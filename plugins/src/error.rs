use std::path::PathBuf;

use thiserror::Error;

#[derive(Debug, Error)]
pub enum TaskBuildError {
    #[error("task '{task}': working directory {path} does not exist")]
    Workdir { task: String, path: PathBuf },

    #[error("task '{task}': invalid path pattern '{pattern}': {source}")]
    Pattern {
        task: String,
        pattern: String,
        #[source]
        source: glob::PatternError,
    },
}

#[derive(Debug, Error)]
pub enum RenderError {
    #[error("unknown report format: {0}")]
    UnknownFormat(String),

    #[error("failed to write report: {0}")]
    Io(#[from] std::io::Error),

    #[error("failed to serialize report: {0}")]
    Json(#[from] serde_json::Error),
}
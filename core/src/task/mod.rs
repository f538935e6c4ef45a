//! Schedulable units of work.
//!
//! A task is either *blocking* (runs to completion once started, exclusively) or *parallel*
//! (started, then polled until it reports completion; occupies `cost` units of the
//! concurrency budget while active).
//!
//! Task methods return `anyhow::Result`. An `Err` means the task implementation itself broke;
//! a tool that ran and found problems reports that through its [`TaskReport`] status instead.

use async_trait::async_trait;

use crate::report::TaskReport;

/// A task polled to completion alongside other parallel tasks.
pub trait ParallelTask: Send {
    fn name(&self) -> &str;

    /// Budget units this task occupies while active. Must be at least 1 and must not change.
    fn cost(&self) -> u32 {
        1
    }

    /// Kick off the work. Must not block.
    fn start(&mut self, report: &mut TaskReport) -> anyhow::Result<()>;

    /// Make progress without blocking. Returns `true` while still running, `false` once done.
    fn poll(&mut self, report: &mut TaskReport) -> anyhow::Result<bool>;
}

/// A task that must run alone; the scheduler awaits it inline.
#[async_trait]
pub trait BlockingTask: Send {
    fn name(&self) -> &str;

    async fn run(&mut self, report: &mut TaskReport) -> anyhow::Result<()>;
}

pub enum Task {
    Blocking(Box<dyn BlockingTask>),
    Parallel(Box<dyn ParallelTask>),
}

impl Task {
    pub fn blocking(task: impl BlockingTask + 'static) -> Self {
        Self::Blocking(Box::new(task))
    }

    pub fn parallel(task: impl ParallelTask + 'static) -> Self {
        Self::Parallel(Box::new(task))
    }

    pub fn name(&self) -> &str {
        match self {
            Self::Blocking(task) => task.name(),
            Self::Parallel(task) => task.name(),
        }
    }

    pub fn is_parallel(&self) -> bool {
        matches!(self, Self::Parallel(_))
    }
}

impl std::fmt::Debug for Task {
    fn fmt(&self, f: &mut std::fmt::Formatter<'_>) -> std::fmt::Result {
        match self {
            Self::Blocking(task) => f.debug_tuple("Blocking").field(&task.name()).finish(),
            Self::Parallel(task) => f
                .debug_struct("Parallel")
                .field("name", &task.name())
                .field("cost", &task.cost())
                .finish(),
        }
    }
}
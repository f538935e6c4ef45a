use std::collections::BTreeMap;

use serde::{Deserialize, Serialize};

use crate::report::Severity;

#[derive(Debug, Clone, Default, Serialize, Deserialize)]
pub struct AppConfig {
    #[serde(default)]
    pub run: RunConfig,

    #[serde(default)]
    pub logging: LoggingConfig,

    #[serde(default)]
    pub tasks: Vec<TaskConfig>,
}

#[derive(Debug, Clone, Serialize, Deserialize)]
pub struct RunConfig {
    /// Concurrency budget: total cost of parallel tasks allowed to run at once.
    #[serde(default = "default_threads")]
    pub threads: u32,

    /// Stop admitting tasks after the first failure.
    #[serde(default)]
    pub fast_finish: bool,

    /// Diagnostics below this severity are left out of rendered reports.
    #[serde(default = "default_minimum_severity")]
    pub minimum_severity: Severity,

    /// Sleep between poll cycles in which no task finished.
    #[serde(default = "default_idle_wait_ms")]
    pub idle_wait_ms: u64,

    /// Working directory tasks run in unless they set their own.
    #[serde(default = "default_workdir")]
    pub workdir: String,

    /// Where file-based reports are written.
    #[serde(default = "default_output_dir")]
    pub output_dir: String,

    /// Renderer names, e.g. "console", "github", "checkstyle", "codeclimate".
    #[serde(default = "default_reports")]
    pub reports: Vec<String>,
}

fn default_threads() -> u32 {
    num_cpus::get().max(1) as u32
}

fn default_minimum_severity() -> Severity {
    Severity::Info
}

fn default_idle_wait_ms() -> u64 {
    10
}

fn default_workdir() -> String {
    ".".to_string()
}

fn default_output_dir() -> String {
    "./qcheck-report".to_string()
}

fn default_reports() -> Vec<String> {
    vec!["console".to_string()]
}

impl Default for RunConfig {
    fn default() -> Self {
        Self {
            threads: default_threads(),
            fast_finish: false,
            minimum_severity: default_minimum_severity(),
            idle_wait_ms: default_idle_wait_ms(),
            workdir: default_workdir(),
            output_dir: default_output_dir(),
            reports: default_reports(),
        }
    }
}

#[derive(Debug, Clone, Serialize, Deserialize)]
pub struct LoggingConfig {
    #[serde(default = "default_logging_enabled")]
    pub enabled: bool,

    /// If true, log to stderr.
    #[serde(default = "default_logging_console")]
    pub console: bool,

    /// If true, log to a file under `directory` (or `<run.output_dir>/logs` if unset).
    #[serde(default)]
    pub file: bool,

    /// EnvFilter string, e.g. "info" or "qcheck::scheduler=debug".
    #[serde(default = "default_logging_level")]
    pub level: String,

    /// Optional directory for log files. If empty or unset, uses `<run.output_dir>/logs`.
    #[serde(default)]
    pub directory: Option<String>,
}

fn default_logging_enabled() -> bool {
    true
}

fn default_logging_console() -> bool {
    true
}

fn default_logging_level() -> String {
    "warn".to_string()
}

impl Default for LoggingConfig {
    fn default() -> Self {
        Self {
            enabled: default_logging_enabled(),
            console: default_logging_console(),
            file: false,
            level: default_logging_level(),
            directory: None,
        }
    }
}

/// How a tool's stdout is turned into diagnostics.
#[derive(Debug, Clone, Copy, Default, PartialEq, Eq, Serialize, Deserialize)]
#[serde(rename_all = "lowercase")]
pub enum OutputFormat {
    /// `file:line[:column]: [severity:] message`
    #[default]
    Gnu,
    /// One JSON diagnostic object per line.
    Jsonl,
    /// Output is not parsed; only the exit code matters.
    None,
}

#[derive(Debug, Clone, Serialize, Deserialize)]
pub struct TaskConfig {
    pub name: String,

    pub command: String,

    #[serde(default)]
    pub args: Vec<String>,

    #[serde(default)]
    pub env: BTreeMap<String, String>,

    #[serde(default)]
    pub workdir: Option<String>,

    #[serde(default = "default_cost")]
    pub cost: u32,

    /// `false` forces the task to run alone, outside the concurrency budget.
    #[serde(default = "default_parallel")]
    pub parallel: bool,

    #[serde(default)]
    pub format: OutputFormat,

    /// Diagnostic source label; defaults to the task name.
    #[serde(default)]
    pub source: Option<String>,

    #[serde(default = "default_success_exit_codes")]
    pub success_exit_codes: Vec<i32>,

    /// Fail the task when any diagnostic reaches this severity.
    #[serde(default)]
    pub fail_on: Option<Severity>,

    /// Glob patterns, expanded relative to the working directory and appended to `args`.
    #[serde(default)]
    pub paths: Vec<String>,

    #[serde(default = "default_enabled")]
    pub enabled: bool,

    /// Bytes of stderr kept for the report.
    #[serde(default = "default_capture_bytes")]
    pub capture_bytes: usize,
}

fn default_cost() -> u32 {
    1
}

fn default_parallel() -> bool {
    true
}

fn default_success_exit_codes() -> Vec<i32> {
    vec![0]
}

fn default_enabled() -> bool {
    true
}

fn default_capture_bytes() -> usize {
    64 * 1024
}

impl TaskConfig {
    pub fn new(name: impl Into<String>, command: impl Into<String>) -> Self {
        Self {
            name: name.into(),
            command: command.into(),
            args: Vec::new(),
            env: BTreeMap::new(),
            workdir: None,
            cost: default_cost(),
            parallel: default_parallel(),
            format: OutputFormat::default(),
            source: None,
            success_exit_codes: default_success_exit_codes(),
            fail_on: None,
            paths: Vec::new(),
            enabled: default_enabled(),
            capture_bytes: default_capture_bytes(),
        }
    }

    pub fn source_label(&self) -> &str {
        self.source.as_deref().unwrap_or(&self.name)
    }
}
.....
● **TASK ITEM**
In the data above, find the line that contains "a tool that", then reproduce exactly every line from the first line through that line.

● **ANSWER BELOW**
filename plugins/src/error.rs
use std::path::PathBuf;

use thiserror::Error;

#[derive(Debug, Error)]
pub enum TaskBuildError {
    #[error("task '{task}': working directory {path} does not exist")]
    Workdir { task: String, path: PathBuf },

    #[error("task '{task}': invalid path pattern '{pattern}': {source}")]
    Pattern {
        task: String,
        pattern: String,
        #[source]
        source: glob::PatternError,
    },
}

#[derive(Debug, Error)]
pub enum RenderError {
    #[error("unknown report format: {0}")]
    UnknownFormat(String),

    #[error("failed to write report: {0}")]
    Io(#[from] std::io::Error),

    #[error("failed to serialize report: {0}")]
    Json(#[from] serde_json::Error),
}
filename core/src/task/mod.rs
repository f538935e6c4ef45a
//! Schedulable units of work.
//!
//! A task is either *blocking* (runs to completion once started, exclusively) or *parallel*
//! (started, then polled until it reports completion; occupies `cost` units of the
//! concurrency budget while active).
//!
//! Task methods return `anyhow::Result`. An `Err` means the task implementation itself broke;
//! a tool that ran and found problems reports that through its [`TaskReport`] status instead.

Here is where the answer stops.